▶ _Exercise instructions_:
Lines containing the word "super" are the ones to copy from the records below.

▶ _Material shown_:
::::

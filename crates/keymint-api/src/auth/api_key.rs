// API key scope resolution
// Decision: The resolver reads, never writes; scope grants live entirely in
// the credential store

use crate::error::AuthError;
use crate::storage::{ApiKeyRow, StorageBackend};

/// Maps a caller-supplied API key token to its authorized scope set.
///
/// A missing token and an unknown token both surface as 401; only the
/// message differs, never the status.
#[derive(Clone)]
pub struct ScopeResolver {
    store: StorageBackend,
}

impl ScopeResolver {
    pub fn new(store: StorageBackend) -> Self {
        Self { store }
    }

    /// Resolve an API key token to its key record.
    ///
    /// The returned scopes are exactly the key's stored scopes; callers must
    /// not widen them.
    pub async fn resolve(&self, token: Option<&str>) -> Result<ApiKeyRow, AuthError> {
        let token = match token {
            Some(t) if !t.is_empty() => t,
            _ => return Err(AuthError::unauthorized("API_KEY_TOKEN is required")),
        };

        let api_key = self
            .store
            .get_api_key_by_token(token)
            .await
            .map_err(AuthError::Internal)?
            .ok_or_else(|| AuthError::unauthorized("unauthorized"))?;

        Ok(api_key)
    }
}
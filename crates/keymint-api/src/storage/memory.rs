// In-memory storage implementation for dev mode and tests
// Decision: Use parking_lot for thread-safe access
// Decision: UUIDs generated via uuid v7 (time-ordered)
//
// Provides the same narrow contract as the Postgres backend, backed by
// HashMaps, so the service can run without a database.

use anyhow::Result;
use chrono::{DateTime, Utc};
use parking_lot::RwLock;
use std::collections::HashMap;
use uuid::Uuid;

use super::models::*;

/// In-memory credential store. All data is lost on restart.
#[derive(Default)]
pub struct InMemoryDatabase {
    users: RwLock<HashMap<Uuid, UserRow>>,
    api_keys: RwLock<HashMap<Uuid, ApiKeyRow>>,
}

impl InMemoryDatabase {
    pub fn new() -> Self {
        Self::default()
    }

    fn now() -> DateTime<Utc> {
        Utc::now()
    }

    pub async fn create_user(&self, input: CreateUserRow) -> Result<UserRow> {
        let now = Self::now();
        let id = Uuid::now_v7();
        let row = UserRow {
            id,
            email: input.email,
            name: input.name,
            avatar_url: input.avatar_url,
            password_hash: input.password_hash,
            email_verified: input.email_verified,
            auth_provider: input.auth_provider,
            auth_provider_id: input.auth_provider_id,
            created_at: now,
            updated_at: now,
        };
        self.users.write().insert(id, row.clone());
        Ok(row)
    }

    pub async fn get_user_by_email(&self, email: &str) -> Result<Option<UserRow>> {
        Ok(self
            .users
            .read()
            .values()
            .find(|u| u.email == email)
            .cloned())
    }

    pub async fn create_api_key(&self, input: CreateApiKeyRow) -> Result<ApiKeyRow> {
        let id = Uuid::now_v7();
        let row = ApiKeyRow {
            id,
            token: input.token,
            name: input.name,
            scopes: input.scopes,
            created_at: Self::now(),
        };
        self.api_keys.write().insert(id, row.clone());
        Ok(row)
    }

    pub async fn get_api_key_by_token(&self, token: &str) -> Result<Option<ApiKeyRow>> {
        Ok(self
            .api_keys
            .read()
            .values()
            .find(|k| k.token == token)
            .cloned())
    }
}
// Storage backend abstraction
// Decision: Use enum dispatch for simplicity over trait objects
//
// The credential store is an external collaborator; this enum exposes the
// narrow contract the service needs: users by email, API keys by token, and
// record creation. Either PostgreSQL (production) or in-memory (dev mode).

use anyhow::Result;
use sqlx::PgPool;

use super::memory::InMemoryDatabase;
use super::models::*;
use super::repositories::Database;

/// Credential store that can be either PostgreSQL or in-memory
#[derive(Clone)]
pub enum StorageBackend {
    /// PostgreSQL database (production)
    Postgres(Database),
    /// In-memory database (dev mode)
    InMemory(std::sync::Arc<InMemoryDatabase>),
}

impl StorageBackend {
    /// Create a PostgreSQL storage backend from a database URL
    pub async fn postgres(database_url: &str) -> Result<Self> {
        let db = Database::from_url(database_url).await?;
        db.migrate().await?;
        Ok(Self::Postgres(db))
    }

    /// Create an in-memory storage backend
    pub fn in_memory() -> Self {
        Self::InMemory(std::sync::Arc::new(InMemoryDatabase::new()))
    }

    /// Check if this is dev mode (in-memory)
    pub fn is_dev_mode(&self) -> bool {
        matches!(self, Self::InMemory(_))
    }

    /// Get the PostgreSQL pool if using PostgreSQL backend
    #[allow(dead_code)]
    pub fn pool(&self) -> Option<&PgPool> {
        match self {
            Self::Postgres(db) => Some(db.pool()),
            Self::InMemory(_) => None,
        }
    }

    pub async fn create_user(&self, input: CreateUserRow) -> Result<UserRow> {
        match self {
            Self::Postgres(db) => db.create_user(input).await,
            Self::InMemory(db) => db.create_user(input).await,
        }
    }

    pub async fn get_user_by_email(&self, email: &str) -> Result<Option<UserRow>> {
        match self {
            Self::Postgres(db) => db.get_user_by_email(email).await,
            Self::InMemory(db) => db.get_user_by_email(email).await,
        }
    }

    pub async fn create_api_key(&self, input: CreateApiKeyRow) -> Result<ApiKeyRow> {
        match self {
            Self::Postgres(db) => db.create_api_key(input).await,
            Self::InMemory(db) => db.create_api_key(input).await,
        }
    }

    pub async fn get_api_key_by_token(&self, token: &str) -> Result<Option<ApiKeyRow>> {
        match self {
            Self::Postgres(db) => db.get_api_key_by_token(token).await,
            Self::InMemory(db) => db.get_api_key_by_token(token).await,
        }
    }
}
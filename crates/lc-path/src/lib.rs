//! lc-path: composite wire path for the LC circuit loop.
//!
//! Provides:
//! - Curve primitives (straight wire links, helical inductor winding)
//! - Arc-length-indexed composite path with progress queries
//! - Semantic segment kinds for effect placement
//! - The standard rectangular circuit layout

pub mod composite;
pub mod curve;
pub mod error;
pub mod layout;

pub use composite::{CompositePath, PathSegment, SegmentKind, SegmentSpec, MIN_SEGMENT_LENGTH};
pub use curve::{Curve, Helix, LineSegment};
pub use error::{PathError, PathResult};
pub use layout::CircuitLayout;

pub use nalgebra::{Point3, Vector3};
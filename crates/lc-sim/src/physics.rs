//! Explicit integration of the ideal LC loop.
//!
//! Governing law, no resistance:
//!
//! ```text
//! dI/dt = Q / (L·C)
//! dQ/dt = -I
//! Vc    = Q / C
//! Vl    = -L · dI/dt
//! ```
//!
//! A single forward (explicit) Euler step: the derivative and both voltages
//! come from the pre-update charge, then charge and current advance. The
//! method is first order and only conditionally stable; the driver keeps the
//! sub-step small and watches the trajectory for divergence.

use crate::state::{CircuitParams, CircuitState};
use lc_core::Real;

/// Advance the circuit by one fixed sub-step.
///
/// `dt` must be strictly positive and small against the natural period
/// `2π·sqrt(LC)`; choosing the sub-step count accordingly is the caller's
/// responsibility. No error conditions are intrinsic to one step.
pub fn step(state: &mut CircuitState, params: &CircuitParams, dt: Real) {
    let c = params.capacitance();
    let l = params.inductance();

    state.v_c = state.q / c;
    state.di_dt = state.q / (l * c);
    state.v_l = -l * state.di_dt;

    state.q += -state.i * dt;
    state.i += state.di_dt * dt;
    state.t += dt;
}
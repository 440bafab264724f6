//! Snapshot data types emitted once per tick.
//!
//! These are plain read-only copies of derived quantities; consumers never
//! receive a live handle into mid-update simulation state.

use serde::{Deserialize, Serialize};

/// Qualitative phase of the oscillation, derived from the relative charge
/// and current amplitudes.
#[derive(Debug, Clone, Copy, PartialEq, Eq, Serialize, Deserialize)]
pub enum OscillationPhase {
    /// |Q| near its peak, current near zero.
    CapacitorPeak,
    /// Current near its peak, capacitor near empty.
    PeakCurrent,
    /// Capacitor discharging into the inductor.
    CapacitorDischarging,
    /// Inductor driving charge back onto the capacitor.
    InductorDischarging,
    /// Between the regimes above.
    Transitioning,
}

/// A field indicator placed by the core for the renderer.
#[derive(Debug, Clone, Serialize, Deserialize)]
pub struct FieldIndicator {
    /// Anchor point on (or at the center of) the physical element.
    pub anchor: [f64; 3],
    /// Unit direction the indicator should point along.
    pub direction: [f64; 3],
    /// Normalized magnitude in [0, 1] for sizing/opacity.
    pub strength: f64,
}

/// Scalar circuit quantities for one instant.
#[derive(Debug, Clone, Copy, PartialEq, Serialize, Deserialize)]
pub struct ScalarRecord {
    pub t_s: f64,
    pub q_c: f64,
    pub i_a: f64,
    pub di_dt_a_per_s: f64,
    pub v_c_v: f64,
    pub v_l_v: f64,
    pub electric_energy_j: f64,
    pub magnetic_energy_j: f64,
    pub total_energy_j: f64,
}

/// Everything a rendering/reporting collaborator needs for one frame.
#[derive(Debug, Clone, Serialize, Deserialize)]
pub struct FrameSnapshot {
    pub scalars: ScalarRecord,
    pub phase: OscillationPhase,
    /// One position per charge carrier; carriers that failed to resolve sit
    /// at the hidden sentinel far outside the visible volume.
    pub carrier_positions: Vec<[f64; 3]>,
    /// Net B field arrow for the winding, absent when current is negligible
    /// or the winding segment is missing.
    pub b_field: Option<FieldIndicator>,
    /// Induced E field arrows along the winding; empty when suppressed.
    pub induced_field: Vec<FieldIndicator>,
}
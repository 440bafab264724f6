//! Circuit parameters and mutable per-run state.

use crate::error::{SimError, SimResult};
use lc_core::units::{Capacitance, Charge, Inductance};
use lc_core::Real;
use lc_results::OscillationPhase;
use std::f64::consts::TAU;

/// Immutable-per-run circuit parameters.
///
/// Changing any of these forces a full state reset; nothing is re-derived
/// mid-run.
#[derive(Clone, Copy, Debug, PartialEq)]
pub struct CircuitParams {
    capacitance_f: Real,
    inductance_h: Real,
    initial_charge_c: Real,
}

impl CircuitParams {
    /// Validate and store parameters supplied at the configuration boundary.
    ///
    /// Capacitance and inductance must be strictly positive; the initial
    /// charge may be any finite real, its sign sets the convention for the
    /// current direction.
    pub fn new(
        capacitance: Capacitance,
        inductance: Inductance,
        initial_charge: Charge,
    ) -> SimResult<Self> {
        use uom::si::capacitance::farad;
        use uom::si::electric_charge::coulomb;
        use uom::si::inductance::henry;

        let capacitance_f = capacitance.get::<farad>();
        let inductance_h = inductance.get::<henry>();
        let initial_charge_c = initial_charge.get::<coulomb>();

        if !capacitance_f.is_finite() || capacitance_f <= 0.0 {
            return Err(SimError::InvalidArg {
                what: "capacitance must be positive",
            });
        }
        if !inductance_h.is_finite() || inductance_h <= 0.0 {
            return Err(SimError::InvalidArg {
                what: "inductance must be positive",
            });
        }
        if !initial_charge_c.is_finite() {
            return Err(SimError::InvalidArg {
                what: "initial charge must be finite",
            });
        }

        Ok(Self {
            capacitance_f,
            inductance_h,
            initial_charge_c,
        })
    }

    pub fn capacitance(&self) -> Real {
        self.capacitance_f
    }

    pub fn inductance(&self) -> Real {
        self.inductance_h
    }

    pub fn initial_charge(&self) -> Real {
        self.initial_charge_c
    }

    /// Natural oscillation period `2π·sqrt(LC)`.
    pub fn natural_period(&self) -> Real {
        TAU * (self.inductance_h * self.capacitance_f).sqrt()
    }

    /// Current amplitude of the undamped oscillation, `|Q0|/sqrt(LC)`.
    pub fn peak_current(&self) -> Real {
        self.initial_charge_c.abs() / (self.inductance_h * self.capacitance_f).sqrt()
    }

    /// Total oscillator energy set by the initial charge, `Q0²/(2C)`.
    pub fn initial_energy(&self) -> Real {
        0.5 * self.initial_charge_c * self.initial_charge_c / self.capacitance_f
    }
}

/// Mutable circuit state, advanced once per sub-step.
///
/// In the undamped model total energy is conserved up to integration error;
/// it is monitored by tests, never enforced.
#[derive(Clone, Copy, Debug, PartialEq)]
pub struct CircuitState {
    /// Elapsed simulated time, seconds.
    pub t: Real,
    /// Capacitor charge, coulombs.
    pub q: Real,
    /// Loop current, amperes.
    pub i: Real,
    /// Rate of change of current, amperes/second.
    pub di_dt: Real,
    /// Capacitor voltage, volts.
    pub v_c: Real,
    /// Inductor voltage, volts.
    pub v_l: Real,
}

impl CircuitState {
    /// State at t = 0: full charge, no current.
    pub fn initial(params: &CircuitParams) -> Self {
        let q0 = params.initial_charge();
        Self {
            t: 0.0,
            q: q0,
            i: 0.0,
            di_dt: 0.0,
            v_c: q0 / params.capacitance(),
            v_l: 0.0,
        }
    }

    /// Energy stored in the capacitor, `Q²/(2C)`.
    pub fn electric_energy(&self, params: &CircuitParams) -> Real {
        0.5 * self.q * self.q / params.capacitance()
    }

    /// Energy stored in the inductor, `L·I²/2`.
    pub fn magnetic_energy(&self, params: &CircuitParams) -> Real {
        0.5 * params.inductance() * self.i * self.i
    }

    pub fn total_energy(&self, params: &CircuitParams) -> Real {
        self.electric_energy(params) + self.magnetic_energy(params)
    }

    /// Qualitative phase of the oscillation for readouts.
    pub fn phase(&self, params: &CircuitParams) -> OscillationPhase {
        let q_scale = params.initial_charge().abs().max(1e-9);
        let i_scale = params.peak_current().max(1e-9);
        let q_rel = self.q / q_scale;
        let i_rel = self.i / i_scale;

        if q_rel.abs() > 0.98 && i_rel.abs() < 0.05 {
            OscillationPhase::CapacitorPeak
        } else if q_rel.abs() < 0.05 && i_rel.abs() > 0.95 {
            OscillationPhase::PeakCurrent
        } else if self.q * self.i > 0.0 {
            OscillationPhase::CapacitorDischarging
        } else if self.q * self.i < 0.0 {
            OscillationPhase::InductorDischarging
        } else {
            OscillationPhase::Transitioning
        }
    }
}

#[cfg(test)]
mod tests {
    use super::*;
    use lc_core::units::{coulomb, farad, henry, microcoulomb, microfarad, millihenry};
    use lc_core::{nearly_equal, Tolerances};

    fn params() -> CircuitParams {
        CircuitParams::new(microfarad(100.0), millihenry(50.0), microcoulomb(50.0)).unwrap()
    }

    #[test]
    fn rejects_nonpositive_capacitance_and_inductance() {
        assert!(CircuitParams::new(farad(0.0), henry(1.0), coulomb(1.0)).is_err());
        assert!(CircuitParams::new(farad(1.0), henry(-1.0), coulomb(1.0)).is_err());
        assert!(CircuitParams::new(farad(1.0), henry(1.0), coulomb(f64::NAN)).is_err());
    }

    #[test]
    fn negative_initial_charge_is_valid() {
        let p = CircuitParams::new(farad(1e-4), henry(0.05), coulomb(-5e-5)).unwrap();
        assert_eq!(p.initial_charge(), -5e-5);
    }

    #[test]
    fn natural_period_matches_formula() {
        let p = params();
        let expected = TAU * (0.05_f64 * 1e-4).sqrt();
        assert!(nearly_equal(p.natural_period(), expected, Tolerances::default()));
    }

    #[test]
    fn initial_state_holds_full_charge() {
        let p = params();
        let s = CircuitState::initial(&p);
        assert_eq!(s.t, 0.0);
        assert_eq!(s.q, p.initial_charge());
        assert_eq!(s.i, 0.0);
        assert!(nearly_equal(
            s.v_c,
            p.initial_charge() / p.capacitance(),
            Tolerances::default()
        ));
        assert!(nearly_equal(
            s.total_energy(&p),
            p.initial_energy(),
            Tolerances::default()
        ));
    }

    #[test]
    fn phase_classification_extremes() {
        let p = params();
        let rest = CircuitState::initial(&p);
        assert_eq!(rest.phase(&p), OscillationPhase::CapacitorPeak);

        let mut coasting = rest;
        coasting.q = 0.0;
        coasting.i = p.peak_current();
        assert_eq!(coasting.phase(&p), OscillationPhase::PeakCurrent);

        let mut discharging = rest;
        discharging.q = 0.5 * p.initial_charge();
        discharging.i = 0.5 * p.peak_current();
        assert_eq!(discharging.phase(&p), OscillationPhase::CapacitorDischarging);

        let mut recharging = rest;
        recharging.q = 0.5 * p.initial_charge();
        recharging.i = -0.5 * p.peak_current();
        assert_eq!(recharging.phase(&p), OscillationPhase::InductorDischarging);
    }
}
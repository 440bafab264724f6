// lc-core/src/units.rs

use uom::si::f64::{
    Capacitance as UomCapacitance, ElectricCharge as UomElectricCharge,
    ElectricCurrent as UomElectricCurrent, ElectricPotential as UomElectricPotential,
    Energy as UomEnergy, Inductance as UomInductance, Time as UomTime,
};

// Public canonical unit types (SI, f64)
pub type Capacitance = UomCapacitance;
pub type Charge = UomElectricCharge;
pub type Current = UomElectricCurrent;
pub type Energy = UomEnergy;
pub type Inductance = UomInductance;
pub type Time = UomTime;
pub type Voltage = UomElectricPotential;

#[inline]
pub fn farad(v: f64) -> Capacitance {
    use uom::si::capacitance::farad;
    Capacitance::new::<farad>(v)
}

#[inline]
pub fn microfarad(v: f64) -> Capacitance {
    use uom::si::capacitance::microfarad;
    Capacitance::new::<microfarad>(v)
}

#[inline]
pub fn henry(v: f64) -> Inductance {
    use uom::si::inductance::henry;
    Inductance::new::<henry>(v)
}

#[inline]
pub fn millihenry(v: f64) -> Inductance {
    use uom::si::inductance::millihenry;
    Inductance::new::<millihenry>(v)
}

#[inline]
pub fn coulomb(v: f64) -> Charge {
    use uom::si::electric_charge::coulomb;
    Charge::new::<coulomb>(v)
}

#[inline]
pub fn microcoulomb(v: f64) -> Charge {
    use uom::si::electric_charge::microcoulomb;
    Charge::new::<microcoulomb>(v)
}

#[inline]
pub fn ampere(v: f64) -> Current {
    use uom::si::electric_current::ampere;
    Current::new::<ampere>(v)
}

#[inline]
pub fn volt(v: f64) -> Voltage {
    use uom::si::electric_potential::volt;
    Voltage::new::<volt>(v)
}

#[inline]
pub fn joule(v: f64) -> Energy {
    use uom::si::energy::joule;
    Energy::new::<joule>(v)
}

#[inline]
pub fn s(v: f64) -> Time {
    use uom::si::time::second;
    Time::new::<second>(v)
}
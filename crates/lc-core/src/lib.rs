//! lc-core: stable foundation for the LC oscillator workspace.
//!
//! Contains:
//! - units (uom SI types + constructors for the electrical boundary)
//! - numeric (Real + tolerances + float helpers)
//! - error (shared error types)

pub mod error;
pub mod numeric;
pub mod units;

// Re-exports: nice ergonomics for downstream crates
pub use error::{LcError, LcResult};
pub use numeric::*;
pub use units::*;
//! Error types for simulation operations.

use thiserror::Error;

pub type SimResult<T> = Result<T, SimError>;

/// Errors encountered while driving the simulation.
#[derive(Error, Debug)]
pub enum SimError {
    #[error("Invalid argument: {what}")]
    InvalidArg { what: &'static str },

    #[error("Numerical instability at t={t_s}s (q={q_c} C, i={i_a} A); reset required")]
    Unstable { t_s: f64, q_c: f64, i_a: f64 },

    #[error(transparent)]
    Path(#[from] lc_path::PathError),

    #[error(transparent)]
    Core(#[from] lc_core::LcError),

    #[error(transparent)]
    Results(#[from] lc_results::ResultsError),
}
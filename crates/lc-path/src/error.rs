//! Error types for path construction and queries.

use thiserror::Error;

pub type PathResult<T> = Result<T, PathError>;

#[derive(Error, Debug)]
pub enum PathError {
    #[error("Degenerate path: {what}")]
    DegeneratePath { what: &'static str },

    #[error("Invalid argument: {what}")]
    InvalidArg { what: &'static str },
}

::::

▶ _Output_:
use super::models::*;
use super::memory::InMemoryDatabase;
use super::models::*;
use super::repositories::Database;
    use super::*;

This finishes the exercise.